YOUR TASK
Would you find each line in the entries below with the string "matching" and copy it?

DATA PROVIDED

[Start of Attachment]

//! Pipeline interpreter over the entity store.

use std::collections::{BTreeMap, BTreeSet};

use futures::FutureExt;
use futures::future::BoxFuture;
use serde::de::DeserializeOwned;
use serde_json::Value;
use tubeline_common::AppResult;
use tubeline_db::store::{Filter, FindOptions, Row, SortKey, Store, from_row, sort_rows};

use super::pipeline::{Cardinality, Derive, Join, Parts, Pipeline, Stage};
use crate::pagination::{Page, PageWindow};

/// Runs [`Pipeline`]s.
///
/// When no sort key names a joined or derived field, filter, sort and window
/// go to the store and only the page is joined. Otherwise every match is
/// joined and sorted here. Both paths yield the same rows.
#[derive(Clone)]
pub struct QueryEngine {
    store: Store,
    pushdown: bool,
}

impl QueryEngine {
    /// Create an engine over `store`.
    #[must_use]
    pub const fn new(store: Store) -> Self {
        Self {
            store,
            pushdown: true,
        }
    }

    /// Always join every match before sorting.
    #[must_use]
    pub const fn without_pushdown(mut self) -> Self {
        self.pushdown = false;
        self
    }

    /// Run a pipeline.
    pub async fn run(&self, pipeline: &Pipeline) -> AppResult<Vec<Row>> {
        pipeline.validate()?;
        let parts = Parts::of(pipeline.stages());
        let default_sort = [SortKey::desc("created_at")];
        let sort = parts.sort.unwrap_or(&default_sort);

        let pushdown = self.pushdown && !parts.sorts_on_derived();
        tracing::debug!(
            source = pipeline.source().as_str(),
            pushdown,
            "Running aggregation pipeline"
        );

        let rows = if pushdown {
            let options = FindOptions {
                sort: sort.to_vec(),
                skip: parts.skip,
                limit: parts.limit,
            };
            let rows = self
                .store
                .find_rows(pipeline.source(), &parts.filter, &options)
                .await?;
            self.enrich(rows, &parts.enrich).await?
        } else {
            let rows = self
                .store
                .find_rows(pipeline.source(), &parts.filter, &FindOptions::default())
                .await?;
            let mut rows = self.enrich(rows, &parts.enrich).await?;
            sort_rows(&mut rows, sort);
            window(rows, parts.skip, parts.limit)
        };

        Ok(match parts.project {
            Some(fields) => rows.into_iter().map(|row| project(row, fields)).collect(),
            None => rows,
        })
    }

    /// Run a pipeline and decode every row.
    pub async fn collect<T: DeserializeOwned>(&self, pipeline: &Pipeline) -> AppResult<Vec<T>> {
        self.run(pipeline).await?.into_iter().map(from_row).collect()
    }

    /// Run a pipeline and decode the first row.
    pub async fn first<T: DeserializeOwned>(&self, pipeline: Pipeline) -> AppResult<Option<T>> {
        let pipeline = pipeline.limit(1);
        self.run(&pipeline)
            .await?
            .into_iter()
            .next()
            .map(from_row)
            .transpose()
    }

    /// Number of rows the pipeline's match stage selects.
    pub async fn count(&self, pipeline: &Pipeline) -> AppResult<u64> {
        pipeline.validate()?;
        let parts = Parts::of(pipeline.stages());
        self.store
            .count_rows(pipeline.source(), &parts.filter)
            .await
    }

    /// Run one page of a pipeline that has no skip or limit of its own.
    pub async fn page<T: DeserializeOwned>(
        &self,
        pipeline: Pipeline,
        window: PageWindow,
    ) -> AppResult<Page<T>> {
        let total = self.count(&pipeline).await?;
        let items = if window.skip >= total {
            Vec::new()
        } else {
            let pipeline = pipeline.skip(window.skip).limit(window.limit);
            self.collect(&pipeline).await?
        };
        Ok(Page::new(items, window, total))
    }

    fn enrich<'a>(
        &'a self,
        rows: Vec<Row>,
        stages: &'a [&'a Stage],
    ) -> BoxFuture<'a, AppResult<Vec<Row>>> {
        async move {
            let mut rows = rows;
            for stage in stages {
                match stage {
                    Stage::Join(join) => self.join(&mut rows, join).await?,
                    Stage::Derive(derive) => self.derive(&mut rows, derive).await?,
                    _ => {}
                }
            }
            Ok(rows)
        }
        .boxed()
    }

    async fn join(&self, rows: &mut [Row], join: &Join) -> AppResult<()> {
        let keys = local_keys(rows, join.local);
        let parts = Parts::of(&join.stages);

        let matches: Vec<(Value, Row)> = if keys.is_empty() {
            Vec::new()
        } else {
            let filter = parts
                .filter
                .clone()
                .and(Filter::all().is_in(join.foreign, keys));
            let default_sort = [SortKey::desc("created_at")];
            let sort = parts.sort.unwrap_or(&default_sort);
            let found = self
                .store
                .find_rows(join.collection, &filter, &FindOptions::sorted(sort.to_vec()))
                .await?;
            let found = self.enrich(found, &parts.enrich).await?;
            found
                .into_iter()
                .map(|row| {
                    let key = row.get(join.foreign).cloned().unwrap_or(Value::Null);
                    let row = match parts.project {
                        Some(fields) => project(row, fields),
                        None => row,
                    };
                    (key, row)
                })
                .collect()
        };

        for row in rows.iter_mut() {
            let local = row.get(join.local).cloned().unwrap_or(Value::Null);
            let joined = match (join.cardinality, &local) {
                (Cardinality::One, Value::Array(items)) => items
                    .iter()
                    .find_map(|item| matching(&matches, item).next())
                    .unwrap_or(Value::Null),
                (Cardinality::One, key) => matching(&matches, key).next().unwrap_or(Value::Null),
                (Cardinality::Many, Value::Array(items)) => Value::Array(
                    items
                        .iter()
                        .flat_map(|item| matching(&matches, item))
                        .collect(),
                ),
                (Cardinality::Many, key) => Value::Array(matching(&matches, key).collect()),
            };
            row.insert(join.into.to_string(), joined);
        }
        Ok(())
    }

    async fn derive(&self, rows: &mut [Row], derive: &Derive) -> AppResult<()> {
        match derive {
            Derive::Count {
                into,
                collection,
                foreign,
                local,
                filter,
            } => {
                let (foreign, local) = (*foreign, *local);
                let keys = local_keys(rows, local);
                let mut counts: BTreeMap<String, u64> = BTreeMap::new();
                if !keys.is_empty() {
                    let filter = filter.clone().and(Filter::all().is_in(foreign, keys));
                    let found = self
                        .store
                        .find_rows(*collection, &filter, &FindOptions::default())
                        .await?;
                    for key in found.iter().filter_map(|r| r.get(foreign)) {
                        *counts.entry(key_string(key)).or_default() += 1;
                    }
                }
                for row in rows.iter_mut() {
                    let count = row
                        .get(local)
                        .and_then(|key| counts.get(&key_string(key)).copied())
                        .unwrap_or(0);
                    row.insert((*into).to_string(), Value::from(count));
                }
            }
            Derive::Exists {
                into,
                collection,
                foreign,
                local,
                filter,
                actor_field,
                actor,
            } => {
                let (foreign, local) = (*foreign, *local);
                let keys = local_keys(rows, local);
                let mut present: BTreeSet<String> = BTreeSet::new();
                match actor {
                    Some(actor) if !keys.is_empty() => {
                        let filter = filter
                            .clone()
                            .eq(*actor_field, actor.as_str())
                            .and(Filter::all().is_in(foreign, keys));
                        let found = self
                            .store
                            .find_rows(*collection, &filter, &FindOptions::default())
                            .await?;
                        present.extend(found.iter().filter_map(|r| r.get(foreign)).map(key_string));
                    }
                    _ => {}
                }
                for row in rows.iter_mut() {
                    let flag = row
                        .get(local)
                        .is_some_and(|key| present.contains(&key_string(key)));
                    row.insert((*into).to_string(), Value::Bool(flag));
                }
            }
            Derive::Sum { into, from, field } => {
                for row in rows.iter_mut() {
                    let total: i64 = objects(row, from)
                        .filter_map(|obj| obj.get(*field).and_then(Value::as_i64))
                        .sum();
                    row.insert((*into).to_string(), Value::from(total));
                }
            }
            Derive::Size { into, from } => {
                for row in rows.iter_mut() {
                    let size = row.get(*from).and_then(Value::as_array).map_or(0, Vec::len);
                    row.insert((*into).to_string(), Value::from(size));
                }
            }
            Derive::First { into, from, field } => {
                for row in rows.iter_mut() {
                    let value = objects(row, from)
                        .next()
                        .and_then(|obj| obj.get(*field).cloned())
                        .unwrap_or(Value::Null);
                    row.insert((*into).to_string(), value);
                }
            }
            Derive::Copy { into, from } => {
                for row in rows.iter_mut() {
                    let value = row.get(*from).cloned().unwrap_or(Value::Null);
                    row.insert((*into).to_string(), value);
                }
            }
        }
        Ok(())
    }
}

/// Distinct non-null values of `field` across rows, flattening arrays.
fn local_keys(rows: &[Row], field: &str) -> Vec<Value> {
    let mut seen = BTreeSet::new();
    let mut keys = Vec::new();
    let mut push = |value: &Value| {
        if !value.is_null() && seen.insert(key_string(value)) {
            keys.push(value.clone());
        }
    };
    for row in rows {
        match row.get(field) {
            Some(Value::Array(items)) => items.iter().for_each(&mut push),
            Some(value) => push(value),
            None => {}
        }
    }
    keys
}

fn matching<'m>(matches: &'m [(Value, Row)], key: &'m Value) -> impl Iterator<Item = Value> + 'm {
    matches
        .iter()
        .filter(move |(k, _)| k == key)
        .map(|(_, row)| Value::Object(row.clone()))
}

fn key_string(value: &Value) -> String {
    value
        .as_str()
        .map_or_else(|| value.to_string(), ToString::to_string)
}

fn objects<'a>(row: &'a Row, field: &str) -> impl Iterator<Item = &'a Row> + 'a {
    row.get(field)
        .and_then(Value::as_array)
        .into_iter()
        .flatten()
        .filter_map(Value::as_object)
}

fn project(row: Row, fields: &[&'static str]) -> Row {
    let mut row = row;
    fields
        .iter()
        .filter_map(|field| row.remove(*field).map(|value| ((*field).to_string(), value)))
        .collect()
}

fn window(rows: Vec<Row>, skip: u64, limit: Option<u64>) -> Vec<Row> {
    let skip = usize::try_from(skip).unwrap_or(usize::MAX);
    let take = limit.map_or(usize::MAX, |l| usize::try_from(l).unwrap_or(usize::MAX));
    rows.into_iter().skip(skip).take(take).collect()
}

[End of Attachment]

RESPONSE
                    .find_map(|item| matching(&matches, item).next())
                (Cardinality::One, key) => matching(&matches, key).next().unwrap_or(Value::Null),
                        .flat_map(|item| matching(&matches, item))
                (Cardinality::Many, key) => Value::Array(matching(&matches, key).collect()),
fn matching<'m>(matches: &'m [(Value, Row)], key: &'m Value) -> impl Iterator<Item = Value> + 'm {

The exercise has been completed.